DINHEIRO ? O sr. acredita que existe alguma ?barreira natural? que impeça a ascensão de executivos oriundos de nações emergentes?
INGHAM ? Não creio. Talvez há 20 ou 30 anos esse tipo de diretriz pode ter sido adotado em alguma corporação. Mas isso nunca foi a regra. E hoje não existe mais espaço para esse tipo de barreira. As companhias de sucesso querem atrair os melhores profissionais, independentemente de cor, raça, gênero ou orientação sexual.
DINHEIRO ? Mas, então, por que pouquíssimas mulheres, por exemplo, assumem posições de destaque no mundo corporativo?

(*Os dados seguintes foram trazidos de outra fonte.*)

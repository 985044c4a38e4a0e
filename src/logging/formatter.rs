use std::io::{self, Stderr};

use tracing_subscriber::{
    fmt::{self, format::FmtSpan},
    layer::Layer as LayerTrait,
    registry::LookupSpan,
};

use crate::logging::config::{LogFormat, LoggingConfig};

/// Консольный слой по конфигурации.
///
/// Логи идут в stderr: stdout занят строками уведомлений демо. Возвращается
/// boxed trait-объект, чтобы стереть конкретный тип формата.
pub fn build_formatter_from_config<S>(config: &LoggingConfig) -> Box<dyn LayerTrait<S> + Send + Sync>
where
    S: tracing::Subscriber + for<'a> LookupSpan<'a>,
{
    let writer: fn() -> Stderr = io::stderr;

    match config.format {
        LogFormat::Json => Box::new(
            fmt::layer()
                .event_format(fmt::format().json().with_current_span(true))
                .with_writer(writer)
                .with_ansi(false)
                .with_target(config.with_target),
        ),
        LogFormat::Pretty => Box::new(
            fmt::layer()
                .event_format(fmt::format().pretty())
                .with_span_events(FmtSpan::CLOSE)
                .with_writer(writer)
                .with_ansi(config.with_ansi)
                .with_target(config.with_target),
        ),
        LogFormat::Compact => Box::new(
            fmt::layer()
                .event_format(fmt::format().compact())
                .with_writer(writer)
                .with_ansi(config.with_ansi)
                .with_target(config.with_target),
        ),
    }
}
/// Немедленно возвращает ошибку (аналогично `anyhow::bail!`).
///
/// Формы:
/// - `bail!(err)` — готовая ошибка, совместимая со `StackError`;
/// - `bail!(code, "msg")` — `GenericError` с кодом и сообщением;
/// - `bail!(code, "fmt {}", arg)` — форматированное сообщение.
///
/// ```ignore
/// use stockwatch_error::{bail, StatusCode};
///
/// fn validate_item(item: &str) -> stockwatch_error::StockwatchResult<()> {
///     if item.is_empty() {
///         bail!(StatusCode::InvalidConfig, "item name cannot be empty");
///     }
///     Ok(())
/// }
/// ```
#[macro_export]
macro_rules! bail {
    ($err:expr) => {
        return Err($crate::StackError::from($err))
    };
    ($code:expr, $msg:expr) => {
        return Err($crate::StackError::new(
            $crate::types::GenericError::new($code, $msg)
        ))
    };
    ($code:expr, $fmt:expr, $($arg:tt)*) => {
        return Err($crate::StackError::new(
            $crate::types::GenericError::new($code, format!($fmt, $($arg)*))
        ))
    };
}

/// Проверяет условие и вызывает `bail!`, если оно ложно.
///
/// Формы совпадают с `bail!`, первым аргументом идёт условие.
#[macro_export]
macro_rules! ensure {
    ($cond:expr, $err:expr) => {
        if !($cond) {
            $crate::bail!($err);
        }
    };
    ($cond:expr, $code:expr, $msg:expr) => {
        if !($cond) {
            $crate::bail!($code, $msg);
        }
    };
    ($cond:expr, $code:expr, $fmt:expr, $($arg:tt)*) => {
        if !($cond) {
            $crate::bail!($code, $fmt, $($arg)*);
        }
    };
}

INGHAM ? Acho que muitas mulheres não chegaram ao topo por uma decisão pessoal de privilegiar a família e a maternidade e acabam investindo menos na carreira. Isso não significa dizer que uma coisa exclui a outra. Na Michael Page temos duas diretoras seniores que são casadas e têm filhos.
DINHEIRO ? Como o sr. vê a questão da diversidade nas empresas? Existem, de fato, vantagens competitivas em implantar esse tipo de política? INGHAM ? Sem dúvida. Empresas com operação global, como a Michael Page, devem explorar ao máximo a diversidade. Se optássemos apenas por um tipo padrão, levando em conta os britânicos, nossa competitividade seria menor até mesmo em nosso principal mercado, que é o Reino Unido. Londres é uma cidade cosmopolita e nossa empresa tem de refletir isso. Veja que coisa interessante: nossos funcionários, na sua maioria, são de outras nacionalidades. E não fazemos isso para ganhar prêmios outorgados por ONGs ou universidades. Mas sim por acreditar na diversidade como um valor importante.

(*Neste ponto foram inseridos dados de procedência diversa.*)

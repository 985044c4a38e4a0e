use std::{any::Any, error::Error};

use crate::StatusCode;

/// Расширение для ошибок библиотеки (object-safe).
///
/// Даёт единый доступ к статус-коду и сообщению для пользователя.
pub trait ErrorExt: Error + Send + Sync + 'static {
    /// Статус ошибки. По умолчанию [`StatusCode::Internal`].
    fn status_code(&self) -> StatusCode {
        StatusCode::Internal
    }

    /// Возвращает ошибку как [`Any`](std::any::Any) для downcast.
    fn as_any(&self) -> &dyn Any;

    /// Сообщение для вывода пользователю (CLI).
    ///
    /// Для внутренних ошибок детали скрываются.
    fn user_message(&self) -> String {
        match self.status_code() {
            StatusCode::Internal => "internal error".to_string(),
            _ => self.to_string(),
        }
    }
}
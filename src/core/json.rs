//! The leaf JSON backend.
//!
//! Resolves keys against JSON hierarchy documents with plain interpolation
//! and no delegation. This is the default implementation class routed to by
//! `backend[...]` values, and the simplest [`DataBackend`].

use serde_json::Value;

use crate::config::Settings;
use crate::core::answer::parse_plain;
use crate::core::backend::DataBackend;
use crate::core::cache::FileCache;
use crate::core::error::Result;
use crate::core::resolve::resolve_key;
use crate::core::sources::Hierarchy;
use crate::core::types::{ResolutionType, Scope};

#[derive(Debug)]
pub struct JsonBackend {
    hierarchy: Hierarchy,
    cache: FileCache,
}

impl JsonBackend {
    pub fn new(settings: Settings) -> Result<Self> {
        Ok(Self {
            hierarchy: Hierarchy::from_settings(&settings, "json"),
            cache: FileCache::new(),
        })
    }
}

impl DataBackend for JsonBackend {
    fn lookup(
        &self,
        key: &str,
        scope: &Scope,
        order_override: Option<&str>,
        resolution: &ResolutionType,
    ) -> Result<Option<Value>> {
        resolve_key(
            &self.hierarchy,
            &self.cache,
            key,
            scope,
            order_override,
            resolution,
            |value| Ok(parse_plain(value, scope)),
        )
    }
}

DINHEIRO ? O sr. está dizendo, então, que as empresas devem refletir a cara dos clientes e da sociedade na qual operam?
INGHAM ? Sem dúvida. Vivemos em uma sociedade multifacetada e as corporações têm de caminhar na mesma direção.
DINHEIRO ? E esse tipo de política tem impacto nos resultados de uma corporação?
INGHAM ? Com certeza. As empresas devem ser orientadas ao lucro, mas sem abrir mão da responsabilidade social corporativa, que é um ativo importante. O engajamento em ações sociais, por exemplo, ajuda a aumentar o espírito de união do grupo. Um bom exemplo é a participação de nossos funcionários na maratona de apoio à luta contra o câncer de mama, ocorrida recentemente em Londres. Eles sentiram-se orgulhosos por ter ajudado a arrecadar 250 mil libras para as ONGs que atuam nesse campo.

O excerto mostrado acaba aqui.